Granted, this book is classified within the physics range, and I admit to knowing far less about physics than about astronomy. The title and the cover however might lead one to expect that its main focus was either astronomy or cosmology. Al-Khalili did do a good job explaining the differences between these two space sciences. Yet I still felt utterly in the dark most times when he attempted to discuss some law of physics; Einstein’s theory of relativity, the theory of special relativity, or string theory all were lost on me. I felt that the only way I might have been able to understand these theories of physics in an astronomical context would be to provide the book with an accompanying DVD. I never seem to feel so lost when I watch TV shows about such concepts. Television graphics and special effects enhance the theories, while a two-dimensional page detracts from them. Al-Khalili did however include some diagrams which I appreciated.
Al-Khalili answered many questions that I myself have pondered over, including “If the Universe is expanding, but at the same time contains the whole of space, what does it expand into?” and “What is there beyond the edge of the Universe?”. The answers to these questions I did find easier to understand, and even fascinating. The concept of the beginning and the end of time will also leave you in awe, so I give Al-Khalili credit for these particular carefully thought-out explanations.
However as the book progressed, and we travelled into fourth dimensions and curved spacetime, where we propped up wormholes with “exotic” material and visited the past, I was totally lost. This was far too deep for a physics newbie, so after the first ten days where I crept through this book at a molasses rate, I just accepted whatever the author said in order to get myself closer to the end already. In spite of the initial wonderment I felt at learning some secrets of the universe, this book was an unpleasant chore to get through. Al-Khalili did try to keep the mood light throughout the entire book, dropping jokes and funny personal stories, which unfortunately didn’t seem to make the physics any easier to grasp.

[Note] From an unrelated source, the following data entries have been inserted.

//! Deadline-bound cancellation scopes.
//!
//! [`DeadlineContext`] is handed down into every sub-call made under an
//! execution so in-flight work is cancelled the moment the execution's
//! duration elapses. It is a child of a caller-supplied
//! [`CancellationToken`], so cancelling the parent cancels it too.

use std::future::Future;
use std::time::{Duration, Instant};
use tokio::task::JoinHandle;
use tokio_util::sync::CancellationToken;

/// Cancellation scope bound to an execution's deadline.
#[derive(Debug, Clone)]
pub struct DeadlineContext {
    token: CancellationToken,
    deadline: Option<Instant>,
}

/// Releases a [`DeadlineContext`]. Dropping the guard cancels the context.
#[derive(Debug)]
pub struct DeadlineGuard {
    token: CancellationToken,
    timer: Option<JoinHandle<()>>,
}

impl DeadlineContext {
    /// Derive a child scope of `parent` that expires at `deadline`.
    ///
    /// A deadline already in the past yields a context that is cancelled on
    /// return. When called inside a Tokio runtime a timer task cancels the
    /// token at the deadline; without one, expiry is still observed by
    /// [`is_done`](Self::is_done) and [`done`](Self::done).
    pub(crate) fn new(parent: &CancellationToken, deadline: Option<Instant>) -> (Self, DeadlineGuard) {
        let token = parent.child_token();
        let mut timer = None;

        match deadline {
            Some(at) if at <= Instant::now() => token.cancel(),
            Some(at) => {
                if let Ok(handle) = tokio::runtime::Handle::try_current() {
                    let timer_token = token.clone();
                    timer = Some(handle.spawn(async move {
                        tokio::select! {
                            _ = tokio::time::sleep_until(tokio::time::Instant::from_std(at)) => {
                                timer_token.cancel();
                            }
                            _ = timer_token.cancelled() => {}
                        }
                    }));
                }
            }
            None => {}
        }

        let guard = DeadlineGuard {
            token: token.clone(),
            timer,
        };
        (Self { token, deadline }, guard)
    }

    /// Instant at which the scope expires; `None` when time is unlimited.
    pub fn deadline(&self) -> Option<Instant> {
        self.deadline
    }

    /// Token to pass into cancellable sub-calls.
    pub fn token(&self) -> &CancellationToken {
        &self.token
    }

    /// Time left before the deadline, zero once it has passed.
    pub fn remaining(&self) -> Option<Duration> {
        self.deadline
            .map(|at| at.saturating_duration_since(Instant::now()))
    }

    /// Whether the scope has been cancelled or its deadline has passed.
    pub fn is_done(&self) -> bool {
        self.token.is_cancelled() || self.deadline.is_some_and(|at| Instant::now() >= at)
    }

    /// Resolves once the scope is cancelled or expires.
    pub async fn done(&self) {
        match self.deadline {
            Some(at) => {
                tokio::select! {
                    _ = self.token.cancelled() => {}
                    _ = tokio::time::sleep_until(tokio::time::Instant::from_std(at)) => {}
                }
            }
            None => self.token.cancelled().await,
        }
    }

    /// Run `work` unless the scope ends first; `None` if it was cut short.
    pub async fn run<F: Future>(&self, work: F) -> Option<F::Output> {
        if self.is_done() {
            return None;
        }
        tokio::select! {
            output = work => Some(output),
            _ = self.done() => None,
        }
    }
}

impl DeadlineGuard {
    /// Cancel the scope now.
    pub fn cancel(mut self) {
        self.release();
    }

    fn release(&mut self) {
        self.token.cancel();
        if let Some(timer) = self.timer.take() {
            timer.abort();
        }
    }
}

impl Drop for DeadlineGuard {
    fn drop(&mut self) {
        self.release();
    }
}
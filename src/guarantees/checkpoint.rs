//! Usage snapshots and checkpoint records.
//!
//! Everything here is a plain serializable record; durable storage is left to
//! the caller.

use chrono::{DateTime, Utc};
use serde::{Deserialize, Serialize};
use std::time::Duration;

use super::config::duration_ms;

/// Voluntary snapshot of partial progress and the usage at that moment.
#[derive(Debug, Clone, PartialEq, Serialize, Deserialize)]
pub struct Checkpoint {
    /// Best answer available when the snapshot was taken
    pub partial_result: String,
    pub cost_used: f64,
    pub tokens_used: u64,
    pub calls_used: u32,
    /// Recursion depth at the time of the snapshot
    pub depth: u32,
    pub timestamp: DateTime<Utc>,
}

/// Resources consumed so far.
#[derive(Debug, Clone, Copy, PartialEq, Serialize, Deserialize)]
pub struct Usage {
    pub cost_usd: f64,
    pub tokens: u64,
    pub calls: u32,
    pub current_depth: u32,
    /// Deepest recursion reached; never decreases
    pub max_depth_seen: u32,
    #[serde(rename = "elapsed_ms", with = "duration_ms")]
    pub elapsed: Duration,
}

impl Usage {
    /// Format as a single human-readable line.
    pub fn summary(&self) -> String {
        format!(
            "${:.4} spent, {} tokens, {} calls, depth {} (max {}), {:.1}s elapsed",
            self.cost_usd,
            self.tokens,
            self.calls,
            self.current_depth,
            self.max_depth_seen,
            self.elapsed.as_secs_f64()
        )
    }
}

/// Headroom left before each limit, clamped at zero.
///
/// Unlimited dimensions report the largest representable value.
#[derive(Debug, Clone, Copy, PartialEq, Serialize, Deserialize)]
pub struct RemainingBudget {
    pub cost_usd: f64,
    pub tokens: u64,
    pub calls: u32,
    /// Further levels of recursion allowed from the current depth
    pub depth: u32,
    #[serde(rename = "time_ms", with = "duration_ms")]
    pub time: Duration,
}
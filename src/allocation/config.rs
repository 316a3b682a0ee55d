//! Allocation ceilings and per-tier policy.

use serde::{Deserialize, Serialize};
use std::fmt;

use super::estimator::Difficulty;
use crate::error::{GovernorError, Result};

/// Model tier an allocation is routed to.
///
/// The catalog behind each name lives with the LLM client; the governor only
/// references tiers by name.
#[derive(Debug, Clone, Copy, PartialEq, Eq, Hash, Serialize, Deserialize)]
#[serde(rename_all = "lowercase")]
pub enum ModelTier {
    /// Cheap, low-latency model
    Fast,
    /// Mid-range model
    Balanced,
    /// Strongest model available
    Quality,
}

impl ModelTier {
    /// Stable tier name.
    pub fn as_str(&self) -> &'static str {
        match self {
            ModelTier::Fast => "fast",
            ModelTier::Balanced => "balanced",
            ModelTier::Quality => "quality",
        }
    }
}

impl fmt::Display for ModelTier {
    fn fmt(&self, f: &mut fmt::Formatter<'_>) -> fmt::Result {
        f.write_str(self.as_str())
    }
}

/// Ceiling an allocation is never allowed to exceed.
#[derive(Debug, Clone, Copy, PartialEq, Serialize, Deserialize)]
#[serde(default)]
pub struct BudgetConfig {
    /// Maximum recursion depth
    pub max_depth: u32,
    /// Maximum wall-clock time in milliseconds
    pub max_time_ms: u64,
    /// Maximum spend in USD
    pub cost_limit: f64,
}

impl Default for BudgetConfig {
    fn default() -> Self {
        Self {
            max_depth: 10,
            max_time_ms: 300_000, // 5 minutes
            cost_limit: 1.0,
        }
    }
}

impl BudgetConfig {
    /// Create a new budget with default ceilings.
    pub fn new() -> Self {
        Self::default()
    }

    /// Set the maximum recursion depth.
    pub fn with_max_depth(mut self, depth: u32) -> Self {
        self.max_depth = depth;
        self
    }

    /// Set the maximum wall-clock time.
    pub fn with_max_time_ms(mut self, millis: u64) -> Self {
        self.max_time_ms = millis;
        self
    }

    /// Set the cost limit in USD.
    pub fn with_cost_limit(mut self, usd: f64) -> Self {
        self.cost_limit = usd;
        self
    }

    /// Reject ceilings that cannot produce a usable allocation.
    pub fn validate(&self) -> Result<()> {
        // A zero ceiling would become an unlimited governor downstream
        if !self.cost_limit.is_finite() || self.cost_limit <= 0.0 {
            return Err(GovernorError::InvalidConfig(format!(
                "cost_limit must be a positive number, got {}",
                self.cost_limit
            )));
        }
        if self.max_depth == 0 {
            return Err(GovernorError::InvalidConfig(
                "max_depth must be greater than zero".to_string(),
            ));
        }
        if self.max_time_ms == 0 {
            return Err(GovernorError::InvalidConfig(
                "max_time_ms must be greater than zero".to_string(),
            ));
        }
        Ok(())
    }
}

/// Resource policy applied to one difficulty level.
#[derive(Debug, Clone, PartialEq, Serialize, Deserialize)]
pub struct TierPolicy {
    /// Model tier to route to
    pub model_tier: ModelTier,
    /// Recursion depth before clamping to the budget
    pub depth: u32,
    /// Concurrent sub-calls allowed
    pub parallel_calls: u32,
    /// Share of the budget's time ceiling (0.0 - 1.0)
    pub timeout_fraction: f64,
    /// Projected USD cost of one call on this tier
    pub cost_per_call_usd: f64,
    /// Token allowance per call on this tier
    pub tokens_per_call: u64,
}

impl TierPolicy {
    /// Policy for easy queries.
    pub fn fast() -> Self {
        Self {
            model_tier: ModelTier::Fast,
            depth: 2,
            parallel_calls: 1,
            timeout_fraction: 0.2,
            cost_per_call_usd: 0.001,
            tokens_per_call: 4_000,
        }
    }

    /// Policy for medium queries.
    pub fn balanced() -> Self {
        Self {
            model_tier: ModelTier::Balanced,
            depth: 5,
            parallel_calls: 2,
            timeout_fraction: 0.5,
            cost_per_call_usd: 0.01,
            tokens_per_call: 8_000,
        }
    }

    /// Policy for hard queries.
    pub fn quality() -> Self {
        Self {
            model_tier: ModelTier::Quality,
            depth: 10,
            parallel_calls: 4,
            timeout_fraction: 1.0,
            cost_per_call_usd: 0.05,
            tokens_per_call: 16_000,
        }
    }

    /// Projected cost for a given depth on this tier.
    pub fn calculate_cost(&self, depth: u32) -> f64 {
        depth as f64 * self.parallel_calls as f64 * self.cost_per_call_usd
    }
}

/// Fixed mapping from difficulty level to tier policy.
#[derive(Debug, Clone, PartialEq, Serialize, Deserialize)]
#[serde(default)]
pub struct AllocationPolicy {
    pub easy: TierPolicy,
    pub medium: TierPolicy,
    pub hard: TierPolicy,
}

impl Default for AllocationPolicy {
    fn default() -> Self {
        Self {
            easy: TierPolicy::fast(),
            medium: TierPolicy::balanced(),
            hard: TierPolicy::quality(),
        }
    }
}

impl AllocationPolicy {
    /// Policy entry for a difficulty level.
    pub fn for_level(&self, level: Difficulty) -> &TierPolicy {
        match level {
            Difficulty::Easy => &self.easy,
            Difficulty::Medium => &self.medium,
            Difficulty::Hard => &self.hard,
        }
    }

    /// Replace the policy for one difficulty level.
    pub fn with_tier(mut self, level: Difficulty, policy: TierPolicy) -> Self {
        match level {
            Difficulty::Easy => self.easy = policy,
            Difficulty::Medium => self.medium = policy,
            Difficulty::Hard => self.hard = policy,
        }
        self
    }

    /// Check every tier has sane values.
    pub fn validate(&self) -> Result<()> {
        for (name, tier) in [("easy", &self.easy), ("medium", &self.medium), ("hard", &self.hard)] {
            if !(tier.timeout_fraction > 0.0 && tier.timeout_fraction <= 1.0) {
                return Err(GovernorError::InvalidConfig(format!(
                    "{name} timeout_fraction must be in (0, 1], got {}",
                    tier.timeout_fraction
                )));
            }
            if tier.parallel_calls == 0 {
                return Err(GovernorError::InvalidConfig(format!(
                    "{name} parallel_calls must be at least 1"
                )));
            }
            if !tier.cost_per_call_usd.is_finite() || tier.cost_per_call_usd < 0.0 {
                return Err(GovernorError::InvalidConfig(format!(
                    "{name} cost_per_call_usd must be non-negative"
                )));
            }
        }
        Ok(())
    }
}
//! Admission control: difficulty estimation and compute allocation.
//!
//! # Overview
//!
//! - **DifficultyEstimator**: classifies a query as easy, medium or hard from a
//!   priority-ordered rule table plus the size of its context
//! - **AllocationPolicy**: fixed per-difficulty resource policy (tier, depth,
//!   parallelism, timeout share, per-call cost)
//! - **ComputeAllocator**: applies the policy, clamped to a caller's
//!   [`BudgetConfig`], and counts allocations
//!
//! # Example
//!
//! ```ignore
//! use rlm_governor::allocation::{BudgetConfig, ComputeAllocator};
//! use tokio_util::sync::CancellationToken;
//!
//! let allocator = ComputeAllocator::new();
//! let budget = BudgetConfig::default();
//! let allocation = allocator.allocate_compute(&CancellationToken::new(), "What is 15 + 27?", 100, &budget)?;
//!
//! let guarantees = ExecutionGuarantees::new(allocation.guarantees_config(&budget));
//! ```

mod allocator;
mod config;
mod estimator;

pub use allocator::{AllocatorStats, ComputeAllocation, ComputeAllocator};
pub use config::{AllocationPolicy, BudgetConfig, ModelTier, TierPolicy};
pub use estimator::{
    default_rules, estimate_difficulty, Difficulty, DifficultyAssessment, DifficultyEstimator,
    DifficultyRule, QueryFeatures, RuleMatcher, HIGH_CONTEXT_TOKENS, LONG_QUERY_WORDS,
};
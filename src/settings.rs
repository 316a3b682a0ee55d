//! Layered settings for a governor deployment.
//!
//! Values are resolved in order, later layers overriding earlier ones:
//! built-in defaults, an optional TOML file, then environment variables
//! prefixed with `RLM_GOVERNOR__` using `__` as the nesting separator
//! (for example `RLM_GOVERNOR__BUDGET__COST_LIMIT=2.5`).

use config::{Config, Environment, File, FileFormat};
use serde::{Deserialize, Serialize};
use std::path::Path;
use tracing::debug;

use crate::allocation::{AllocationPolicy, BudgetConfig};
use crate::error::Result;
use crate::guarantees::GuaranteeTuning;

/// Prefix for environment overrides.
pub const ENV_PREFIX: &str = "RLM_GOVERNOR";

/// Separator between nested keys in environment overrides.
pub const ENV_SEPARATOR: &str = "__";

/// Everything needed to run the allocator and governors for a service.
#[derive(Debug, Clone, Default, PartialEq, Serialize, Deserialize)]
#[serde(default)]
pub struct GovernorSettings {
    /// Caller-level ceiling applied to every allocation
    pub budget: BudgetConfig,
    /// Per-difficulty resource policy
    pub policy: AllocationPolicy,
    /// Warning ratio and checkpoint retention
    pub guarantees: GuaranteeTuning,
}

impl GovernorSettings {
    /// Load settings from defaults, an optional file and the process environment.
    pub fn load(path: Option<&Path>) -> Result<Self> {
        Self::load_with_env(path, Self::environment())
    }

    /// Load from an optional TOML file without consulting the environment.
    pub fn from_file(path: &Path) -> Result<Self> {
        Self::load_with_env(
            Some(path),
            Self::environment().source(Some(Default::default())),
        )
    }

    fn environment() -> Environment {
        Environment::with_prefix(ENV_PREFIX)
            .separator(ENV_SEPARATOR)
            .try_parsing(true)
    }

    fn load_with_env(path: Option<&Path>, env: Environment) -> Result<Self> {
        let mut builder = Config::builder().add_source(Config::try_from(&Self::default())?);

        if let Some(path) = path {
            debug!(path = %path.display(), "loading governor settings file");
            builder = builder.add_source(File::from(path).format(FileFormat::Toml).required(false));
        }

        let settings: Self = builder.add_source(env).build()?.try_deserialize()?;
        settings.validate()?;
        Ok(settings)
    }

    /// Check every section.
    pub fn validate(&self) -> Result<()> {
        self.budget.validate()?;
        self.policy.validate()?;
        self.guarantees.validate()
    }

    /// Render as TOML, suitable for writing a settings file.
    pub fn to_toml(&self) -> std::result::Result<String, toml::ser::Error> {
        toml::to_string(self)
    }
}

This is the second edition of Black Holes, Wormholes, and Time Machines and it could have used an editor. The most common errors were sentences with two different conjugated verbs, as though his initial thought was to write the verb in the present progressive, but then opted for the more simple form while still leaving the form of “to be” in the sentence.
I do not feel that the author succeeded in trying to explain black holes, wormholes, time machines and a universe of other mysterious objects to those like myself with no prior background in physics. While Al-Khalili had a noble objective for readers such as myself, I would have found this book an easier read if I had already had a firm knowledge of physics.